The important handoff is TurnDriver plus RunContext.advance_model(request, trace_snapshot, output_retry=False). core.py chooses whether to start, resume, send tool outputs, or send a correction, and TurnDriver supplies the matching provider-session method call. The run-loop diagram may label the second case as "continue" for space, but the code path is continue_with_tools(...). runtime.py wraps that callable with limit checks, usage accounting, model tracing, notice computation, response capture, and output turn resolution.

This keeps provider API payload knowledge in providers.py while keeping the repeated provider-call wrapper in one place.

3. Approval Pause Internals: from pending tool call to resumed batch

Approval-required tools are a loop primitive rather than a special model output format.
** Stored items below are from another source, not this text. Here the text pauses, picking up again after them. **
//! In-memory doubles for the scheduler's collaborators.

use std::collections::{BTreeMap, HashSet};
use std::sync::atomic::{AtomicBool, Ordering};
use std::sync::{Arc, Mutex};

use anyhow::{bail, Result};
use async_trait::async_trait;
use chrono::{DateTime, NaiveDate, TimeZone, Utc};
use chrono_tz::Tz;

use crate::chat::ChatClient;
use crate::core::ManualClock;
use crate::database::{Birthday, Privacy, UserStore};
use crate::features::birthdays::range::{in_birthday_range, MonthDay};
use crate::features::birthdays::scheduler::{BirthdayScheduler, TemplatePools};

pub(crate) fn utc(year: i32, month: u32, day: u32, hour: u32, min: u32, sec: u32) -> DateTime<Utc> {
    Utc.with_ymd_and_hms(year, month, day, hour, min, sec).unwrap()
}

#[derive(Clone, Default)]
struct MockUser {
    birthday: Option<Birthday>,
    timezone: Option<Tz>,
    preferred_name: Option<String>,
    pronouns: Option<String>,
    age: Option<u32>,
    privacy_birthday: Privacy,
    privacy_timezone: Privacy,
    privacy_preferred_name: Privacy,
    privacy_pronouns: Privacy,
    privacy_age: Privacy,
    last_notification: Option<DateTime<Utc>>,
}

#[derive(Default)]
pub(crate) struct MockStore {
    users: Mutex<BTreeMap<u64, MockUser>>,
    guild_channels: Mutex<BTreeMap<u64, u64>>,
    failing_users: Mutex<HashSet<u64>>,
    unavailable: AtomicBool,
}

impl MockStore {
    fn with_user<R>(&self, user_id: u64, f: impl FnOnce(&mut MockUser) -> R) -> R {
        let mut users = self.users.lock().unwrap();
        f(users.entry(user_id).or_default())
    }

    fn read_user<R>(&self, user_id: u64, f: impl FnOnce(Option<&MockUser>) -> R) -> Result<R> {
        if self.unavailable.load(Ordering::SeqCst) {
            bail!("user data store unavailable");
        }
        if self.failing_users.lock().unwrap().contains(&user_id) {
            bail!("lookup failed for user {user_id}");
        }
        let users = self.users.lock().unwrap();
        Ok(f(users.get(&user_id)))
    }

    pub(crate) fn set_unavailable(&self, unavailable: bool) {
        self.unavailable.store(unavailable, Ordering::SeqCst);
    }

    pub(crate) fn fail_user(&self, user_id: u64) {
        self.failing_users.lock().unwrap().insert(user_id);
    }

    pub(crate) fn set_birthday(&self, user_id: u64, birthday: Option<Birthday>) {
        self.with_user(user_id, |user| user.birthday = birthday);
    }

    pub(crate) fn set_privacy_birthday(&self, user_id: u64, privacy: Privacy) {
        self.with_user(user_id, |user| user.privacy_birthday = privacy);
    }

    pub(crate) fn set_timezone(&self, user_id: u64, timezone: Option<Tz>) {
        self.with_user(user_id, |user| user.timezone = timezone);
    }

    pub(crate) fn set_privacy_timezone(&self, user_id: u64, privacy: Privacy) {
        self.with_user(user_id, |user| user.privacy_timezone = privacy);
    }

    pub(crate) fn set_preferred_name(&self, user_id: u64, name: &str) {
        self.with_user(user_id, |user| user.preferred_name = Some(name.to_string()));
    }

    pub(crate) fn set_privacy_preferred_name(&self, user_id: u64, privacy: Privacy) {
        self.with_user(user_id, |user| user.privacy_preferred_name = privacy);
    }

    pub(crate) fn set_pronouns(&self, user_id: u64, pronouns: &str) {
        self.with_user(user_id, |user| user.pronouns = Some(pronouns.to_string()));
    }

    pub(crate) fn set_privacy_pronouns(&self, user_id: u64, privacy: Privacy) {
        self.with_user(user_id, |user| user.privacy_pronouns = privacy);
    }

    pub(crate) fn set_age(&self, user_id: u64, age: u32) {
        self.with_user(user_id, |user| user.age = Some(age));
    }

    pub(crate) fn set_privacy_age(&self, user_id: u64, privacy: Privacy) {
        self.with_user(user_id, |user| user.privacy_age = privacy);
    }

    pub(crate) fn record_notification(&self, user_id: u64, at: DateTime<Utc>) {
        self.with_user(user_id, |user| user.last_notification = Some(at));
    }

    pub(crate) fn last_notification(&self, user_id: u64) -> Option<DateTime<Utc>> {
        self.users
            .lock()
            .unwrap()
            .get(&user_id)
            .and_then(|user| user.last_notification)
    }

    pub(crate) fn set_guild_channel(&self, guild_id: u64, channel_id: u64) {
        self.guild_channels.lock().unwrap().insert(guild_id, channel_id);
    }
}

#[async_trait]
impl UserStore for MockStore {
    async fn get_birthday(&self, user_id: u64) -> Result<Option<Birthday>> {
        self.read_user(user_id, |user| user.and_then(|u| u.birthday))
    }

    async fn get_privacy_birthday(&self, user_id: u64) -> Result<Privacy> {
        self.read_user(user_id, |user| {
            user.map(|u| u.privacy_birthday).unwrap_or_default()
        })
    }

    async fn get_timezone(&self, user_id: u64) -> Result<Option<Tz>> {
        self.read_user(user_id, |user| user.and_then(|u| u.timezone))
    }

    async fn get_privacy_timezone(&self, user_id: u64) -> Result<Privacy> {
        self.read_user(user_id, |user| {
            user.map(|u| u.privacy_timezone).unwrap_or_default()
        })
    }

    async fn get_preferred_name(&self, user_id: u64) -> Result<Option<String>> {
        self.read_user(user_id, |user| user.and_then(|u| u.preferred_name.clone()))
    }

    async fn get_privacy_preferred_name(&self, user_id: u64) -> Result<Privacy> {
        self.read_user(user_id, |user| {
            user.map(|u| u.privacy_preferred_name).unwrap_or_default()
        })
    }

    async fn get_age(&self, user_id: u64) -> Result<Option<u32>> {
        self.read_user(user_id, |user| user.and_then(|u| u.age))
    }

    async fn get_privacy_age(&self, user_id: u64) -> Result<Privacy> {
        self.read_user(user_id, |user| {
            user.map(|u| u.privacy_age).unwrap_or_default()
        })
    }

    async fn get_pronouns(&self, user_id: u64) -> Result<Option<String>> {
        self.read_user(user_id, |user| user.and_then(|u| u.pronouns.clone()))
    }

    async fn get_privacy_pronouns(&self, user_id: u64) -> Result<Privacy> {
        self.read_user(user_id, |user| {
            user.map(|u| u.privacy_pronouns).unwrap_or_default()
        })
    }

    async fn get_birthdays_range(
        &self,
        start: NaiveDate,
        end: NaiveDate,
        max_last_notification: Option<DateTime<Utc>>,
    ) -> Result<Vec<(u64, Birthday)>> {
        if self.unavailable.load(Ordering::SeqCst) {
            bail!("user data store unavailable");
        }
        let range_start = MonthDay::from_date(&start);
        let range_end = MonthDay::from_date(&end);
        let users = self.users.lock().unwrap();
        Ok(users
            .iter()
            .filter(|(_, user)| user.privacy_birthday == Privacy::Public)
            .filter_map(|(user_id, user)| user.birthday.map(|b| (*user_id, b, user)))
            .filter(|(_, birthday, _)| in_birthday_range(range_start, range_end, birthday.month_day()))
            .filter(|(_, _, user)| match (max_last_notification, user.last_notification) {
                (Some(bound), Some(last)) => last <= bound,
                _ => true,
            })
            .map(|(user_id, birthday, _)| (user_id, birthday))
            .collect())
    }

    async fn get_guild_birthday_channel(&self, guild_id: u64) -> Result<Option<u64>> {
        if self.unavailable.load(Ordering::SeqCst) {
            bail!("user data store unavailable");
        }
        Ok(self.guild_channels.lock().unwrap().get(&guild_id).copied())
    }

    async fn set_last_notification(&self, user_id: u64, at: DateTime<Utc>) -> Result<()> {
        self.record_notification(user_id, at);
        Ok(())
    }
}

#[derive(Default)]
pub(crate) struct MockChat {
    // guild -> member -> display name
    guilds: Mutex<BTreeMap<u64, BTreeMap<u64, String>>>,
    sent: Mutex<Vec<(u64, String)>>,
    failing_channels: Mutex<HashSet<u64>>,
}

impl MockChat {
    pub(crate) fn add_guild(&self, guild_id: u64) {
        self.guilds.lock().unwrap().entry(guild_id).or_default();
    }

    pub(crate) fn add_member(&self, guild_id: u64, user_id: u64, display_name: &str) {
        self.guilds
            .lock()
            .unwrap()
            .entry(guild_id)
            .or_default()
            .insert(user_id, display_name.to_string());
    }

    pub(crate) fn fail_channel(&self, channel_id: u64) {
        self.failing_channels.lock().unwrap().insert(channel_id);
    }

    pub(crate) fn sent(&self) -> Vec<(u64, String)> {
        self.sent.lock().unwrap().clone()
    }
}

#[async_trait]
impl ChatClient for MockChat {
    async fn mutual_guilds(&self, user_id: u64) -> Result<Vec<u64>> {
        Ok(self
            .guilds
            .lock()
            .unwrap()
            .iter()
            .filter(|(_, members)| members.contains_key(&user_id))
            .map(|(guild_id, _)| *guild_id)
            .collect())
    }

    async fn member_display_name(&self, guild_id: u64, user_id: u64) -> Option<String> {
        self.guilds
            .lock()
            .unwrap()
            .get(&guild_id)
            .and_then(|members| members.get(&user_id).cloned())
    }

    async fn send(&self, channel_id: u64, content: &str) -> Result<()> {
        if self.failing_channels.lock().unwrap().contains(&channel_id) {
            bail!("channel {channel_id} unreachable");
        }
        self.sent
            .lock()
            .unwrap()
            .push((channel_id, content.to_string()));
        Ok(())
    }
}

/// A scheduler wired to mock collaborators and a manual clock.
pub(crate) struct TestHarness {
    pub(crate) store: Arc<MockStore>,
    pub(crate) chat: Arc<MockChat>,
    pub(crate) clock: Arc<ManualClock>,
    pub(crate) scheduler: Arc<BirthdayScheduler>,
}

impl TestHarness {
    pub(crate) fn new(now: DateTime<Utc>) -> Self {
        let store = Arc::new(MockStore::default());
        let chat = Arc::new(MockChat::default());
        let clock = Arc::new(ManualClock::new(now));
        let templates = TemplatePools {
            no_age: vec!["no-age name={name} they={they} ping={ping}".to_string()],
            with_age: vec!["with-age name={name} age={age} ping={ping}".to_string()],
        };
        let scheduler =
            BirthdayScheduler::new(store.clone(), chat.clone(), clock.clone(), templates);
        TestHarness {
            store,
            chat,
            clock,
            scheduler,
        }
    }

    /// Add a user with a PUBLIC birthday (and PUBLIC timezone when given).
    pub(crate) fn add_user(&self, user_id: u64, birthday: Birthday, timezone: Option<Tz>) {
        self.store.set_birthday(user_id, Some(birthday));
        self.store.set_privacy_birthday(user_id, Privacy::Public);
        self.store.set_timezone(user_id, timezone);
        self.store.set_privacy_timezone(user_id, Privacy::Public);
    }

    pub(crate) fn add_guild_member(&self, guild_id: u64, user_id: u64, display_name: &str) {
        self.chat.add_member(guild_id, user_id, display_name);
    }

    pub(crate) fn set_birthday_channel(&self, guild_id: u64, channel_id: u64) {
        self.store.set_guild_channel(guild_id, channel_id);
    }

    pub(crate) fn set_privacy_birthday(&self, user_id: u64, privacy: Privacy) {
        self.store.set_privacy_birthday(user_id, privacy);
    }

    pub(crate) fn set_privacy_timezone(&self, user_id: u64, privacy: Privacy) {
        self.store.set_privacy_timezone(user_id, privacy);
    }

    pub(crate) fn set_timezone(&self, user_id: u64, timezone: Option<Tz>) {
        self.store.set_timezone(user_id, timezone);
    }

    pub(crate) fn remove_birthday(&self, user_id: u64) {
        self.store.set_birthday(user_id, None);
    }

    pub(crate) fn fail_user(&self, user_id: u64) {
        self.store.fail_user(user_id);
    }

    /// Wait for every in-flight delivery task to finish.
    pub(crate) async fn settle(&self) {
        for _ in 0..200 {
            if self.scheduler.scheduled_count() == 0 {
                return;
            }
            tokio::time::sleep(std::time::Duration::from_millis(10)).await;
        }
        panic!("delivery tasks did not settle");
    }
}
A custom ToolSpec can set requires_approval=True. When a model turn asks for any such tool, core.py pauses before the batch reaches ToolBatchExecutor, so neither the approval-required call nor any normal sibling call has side effects yet.

Piece	Role in approval flow
`approvals.py`	Builds and validates the `approval_pause` envelope, restores usage/history, and validates that host decisions exactly cover approval-required call ids.
`RunContext.pause_for_approval()`	Captures provider resume payload, pending tool batch, usage, responses, tool records, emitted limit-warning keys, and metadata before emitting `RunCompletedEvent`.
`Harness.resume_approvals()`	Restores the logical run, resumes the provider session, emits `ApprovalResumedEvent`, validates the approval-required tools still exist, and processes the paused batch.
`ToolBatchExecutor`	Runs approved calls and normal sibling calls through the standard hook, tracing, retry, and output-ordering machinery.

Rejected calls bypass tool hooks and do not execute. They still produce ordered tool outputs for the provider: a failed ToolResult with error_type="ApprovalRejected". From the model's perspective, it requested tools and then received tool results on the next turn; it never sees the host pause itself.

The paused batch counts against usage.tool_calls at pause time and is not counted again during resume. The post-resume result contains the whole logical run history, not only the second half of the run. This is why approval envelopes are larger than plain resume state: they carry provider transcript state, prior responses, and accounting as well as the provider checkpoint.

4. Tool Execution Internals: from model tool call to provider follow-up

A provider returns one ModelTurn. That object has text, a tool_calls list, and raw provider JSON. The tool_calls field is a list[ModelToolCall], where each ModelToolCall has the provider call id, tool name, and raw JSON argument string.

When resolve_turn_output() decides the turn should continue with ordinary tools, the harness executes the whole model-emitted batch and sends one ordered set of ToolOutput values back through continue_with_tools(...).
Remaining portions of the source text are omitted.